The premise of this law is that if an individual voluntarily and in good faith attempts to provide medical assistance to another individual involved in an emergency situation, he or she will not be held civilly liable for any damages that providing such care caused. The law applies to common situations, such as a witness seeing someone injured in an automotive accident and rendering emergency medical aid. It specifically applies to any damages that result from using an automated external defibrillator. Additionally, it provides protection to volunteer first responders and to unlicensed medical personnel who are not licensed or certified in the healing arts who act in good faith.

Public policy considerations are the guiding force behind such laws. The state values human life and does not want a bystander to be discouraged from rendering necessary aid because he or she is afraid of being sued if the care he or she provides causes harm to the victim. The Texas Good Samaritan Law has been revised many times, so it is important that individuals who are seeking protection under it be familiar with the most recent rendition, as well as the law that applied at the time when such aid was administered.

Exceptions

Like with many laws, there are a number of exceptions for when civil liability will not be minimized. These exceptions include:

Willful or Wanton Conduct

The protection does not apply if the person rendering aid acted in a willfully or wantonly negligent manner. Making a determination regarding willful or wanton misconduct depends on a careful analysis of the particular facts of the case.
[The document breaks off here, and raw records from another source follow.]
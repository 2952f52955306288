//! Domain types for cluster-statistics aggregation.
//!
//! # Key Types
//!
//! - [`PointData`]: point-major numeric buffer with a typed backing store
//! - [`PointView`]: per-dataset row accessor, widening to `f32`
//! - [`Cluster`] / [`ClusterData`]: index groups with derived statistics
//! - [`Dataset`] / [`DatasetKind`]: registered handles with hierarchy metadata
//! - [`SelectionMap`] / [`LinkedData`]: cross-dataset index translation

pub mod cluster;
pub mod dataset;
pub mod linked;
pub mod points;

pub use cluster::{Cluster, ClusterData};
pub use dataset::{Dataset, DatasetKind, NO_SELECTION_GROUP};
pub use linked::{LinkedData, SelectionMap};
pub use points::{PointData, PointStorage, PointView};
Expectation of Remuneration

This protection also does not apply if the person rendering aid was expecting to be paid for these emergency services. For example, if a physician provided care after the injured party promised to pay for services, this protection would not apply. This exception applies even if the individual providing the aid had no legal right to receive such compensation. The legal question is whether the individual expected remuneration. Additionally, if the individual was simply at the scene of the emergency situation was soliciting business or seeking to otherwise perform a service for remuneration, the protection does not apply.
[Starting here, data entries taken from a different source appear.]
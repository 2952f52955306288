//! Linked-data mappings between datasets.
//!
//! A [`SelectionMap`] translates a selection in one dataset into member
//! indices of another: key = row index in the owning dataset, value = the
//! corresponding indices in the target. Keys iterate in sorted order, which
//! downstream inversion relies on.

use std::collections::BTreeMap;

use serde::{Deserialize, Serialize};
use uuid::Uuid;

/// Sorted mapping from a row index to a set of indices in another dataset.
///
/// # Example
///
/// ```
/// use cluster_means_core::types::SelectionMap;
///
/// let mut map = SelectionMap::new();
/// map.insert(0, vec![0, 2]);
/// map.insert(1, vec![1, 3]);
/// assert_eq!(map.get(0), Some(&[0u32, 2u32][..]));
/// ```
#[derive(Debug, Clone, Default, PartialEq, Serialize, Deserialize)]
pub struct SelectionMap {
    map: BTreeMap<u32, Vec<u32>>,
}

impl SelectionMap {
    pub fn new() -> Self {
        Self::default()
    }

    /// Record the target indices for a row, replacing any previous entry.
    pub fn insert(&mut self, key: u32, indices: Vec<u32>) {
        self.map.insert(key, indices);
    }

    /// Target indices for a row, if recorded.
    pub fn get(&self, key: u32) -> Option<&[u32]> {
        self.map.get(&key).map(Vec::as_slice)
    }

    #[inline]
    pub fn len(&self) -> usize {
        self.map.len()
    }

    #[inline]
    pub fn is_empty(&self) -> bool {
        self.map.is_empty()
    }

    /// Keys in ascending order.
    pub fn keys(&self) -> impl Iterator<Item = &u32> {
        self.map.keys()
    }

    /// Entries in ascending key order.
    pub fn iter(&self) -> impl Iterator<Item = (&u32, &Vec<u32>)> {
        self.map.iter()
    }
}

/// A stored mapping from the owning dataset to `target`.
#[derive(Debug, Clone, PartialEq, Serialize, Deserialize)]
pub struct LinkedData {
    /// The dataset the mapping points into.
    pub target: Uuid,
    /// Row-to-indices translation table.
    pub mapping: SelectionMap,
}

impl LinkedData {
    pub fn new(target: Uuid, mapping: SelectionMap) -> Self {
        Self { target, mapping }
    }
}

#[cfg(test)]
mod tests {
    use super::*;

    #[test]
    fn keys_iterate_sorted() {
        let mut map = SelectionMap::new();
        map.insert(7, vec![1]);
        map.insert(2, vec![2]);
        map.insert(5, vec![3]);
        let keys: Vec<u32> = map.keys().copied().collect();
        assert_eq!(keys, [2, 5, 7]);
    }

    #[test]
    fn serde_round_trip() {
        let mut map = SelectionMap::new();
        map.insert(0, vec![0, 2]);
        map.insert(1, vec![1, 3]);
        let linked = LinkedData::new(Uuid::new_v4(), map);

        let json = serde_json::to_string(&linked).expect("serialize");
        let restored: LinkedData = serde_json::from_str(&json).expect("deserialize");
        assert_eq!(linked, restored);
    }
}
In cases involving a health care provider who rendered aid in a hospital emergency department or surgical obstetrical unit, the legal analysis for the healthcare provider’s potential liability is whether the health care provider deviated from the accepted medical standards of care from the degree of care that one reasonably expects an ordinarily prudent health care provider to render under the same or similar circumstances. The victim has the burden of proof of establishing all legal elements by a preponderance of the evidence.
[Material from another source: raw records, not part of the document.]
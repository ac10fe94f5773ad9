//! Runs an aggregation, or re-renders a saved collection, and reports it.
//!
//! Reports go to stdout unless an export is being streamed there, in which
//! case stdout carries only the export and the totals are logged instead.

use std::fs::File;
use std::io::{self, BufReader, Write};

use camino::Utf8Path;
use mrscribe::{
    AggregationReport, CommentAggregator, GitLabGateway, IntakeError, MrScribeConfig, ReviewComment,
    ReviewSession, RunMode, RunOutcome, read_jsonl,
};
use tracing::info;

use super::export_comments::write_output;
use super::output::{write_hierarchy, write_overview, write_summary, write_warnings};

/// Runs the configured operation.
///
/// # Errors
///
/// Returns an error if:
/// - The configuration is invalid
/// - The project id or token is missing
/// - A saved collection cannot be read
/// - Writing the report or export fails
pub async fn run(config: &MrScribeConfig) -> Result<(), IntakeError> {
    config.validate()?;
    let export_format = config.export_format()?;

    let mut session = ReviewSession::new();
    let outcome = match config.run_mode() {
        RunMode::Offline(path) => session.load(load_collection(path)?),
        RunMode::Fetch => session.record(fetch(config).await),
    };
    if let RunOutcome::Failed(error) = &outcome {
        return Err(error.clone());
    }

    let summary = session.summary();
    info!(
        comments = summary.total_comments,
        merge_requests = summary.merge_requests,
        code_locations = summary.code_locations,
        general_comments = summary.general_comments,
        "run complete"
    );

    let output = config.output_path();
    let streams_export = export_format.is_some() && output.is_none();
    if !streams_export {
        write_report(&session, &outcome)?;
    }

    match export_format {
        Some(format) if !session.is_empty() => write_output(output, session.comments(), format),
        Some(format) => {
            info!(%format, "no comments, nothing exported");
            Ok(())
        }
        None => Ok(()),
    }
}

async fn fetch(config: &MrScribeConfig) -> Result<AggregationReport, IntakeError> {
    let locator = config.project_locator()?;
    let token = config.resolve_token()?;
    let selection = config.selection()?;
    let gateway = GitLabGateway::for_token(&token, locator)?.with_per_page(config.per_page)?;
    let aggregator = CommentAggregator::new(&gateway);
    Ok(aggregator.run(&selection).await)
}

fn load_collection(path: &Utf8Path) -> Result<Vec<ReviewComment>, IntakeError> {
    let file = File::open(path).map_err(|e| IntakeError::Io {
        message: format!("failed to open saved collection '{path}': {e}"),
    })?;
    let comments = read_jsonl(BufReader::new(file))?;
    info!(%path, comments = comments.len(), "loaded saved collection");
    Ok(comments)
}

fn write_report(session: &ReviewSession, outcome: &RunOutcome) -> Result<(), IntakeError> {
    let stdout = io::stdout();
    let mut writer = stdout.lock();
    write_summary(&mut writer, outcome, &session.summary())?;
    write_warnings(&mut writer, session.warnings())?;
    if !session.is_empty() {
        let grouped = session.grouped();
        write_overview(&mut writer, &grouped)?;
        write_hierarchy(&mut writer, &grouped)?;
    }
    writer.flush().map_err(|e| IntakeError::Io {
        message: format!("failed to flush stdout: {e}"),
    })
}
In order to make this determination, the jury can evaluate whether the health care provider had the patient’s medical history and was aware of any pre-existing medical conditions, allergies or medication. Additionally, the jury can evaluate whether a previous physician-patient relationship existed between the two parties. The jury can also assess the circumstances causing the emergency and the circumstances surrounding the providing of emergency medical care.

Cause of Harm

Additionally, this civil protection does not extend to an individual who was responsible for causing the emergency situation. For example, if a driver negligently collided with another vehicle and then rendered aid to the second driver, he or she could still be held civilly liable for damages that result from providing emergency aid.

Legal Assistance

Individuals who were injured by someone whom they believe falls under one of the expectations or who acted with willful or wanton negligence may wish to discuss their legal claim with a personal injury attorney. He or she can advise the victim of the possibilities of recovering under the circumstances involved in the case, as well as on any potential legal challenges that may arise because of the Texas Good Samaritan Law.

Appendix B. HIPAA

See https://www.hipaaguide.net/hipaa-for-dummies/ , as HIPAA is too complex to be contained within an appendix to a document such as this.

 

Others outside of Texas Street Medics are free to use this document as a basis for their own procedures. Texas Street Medics is not liable for any damages caused by the use of this document.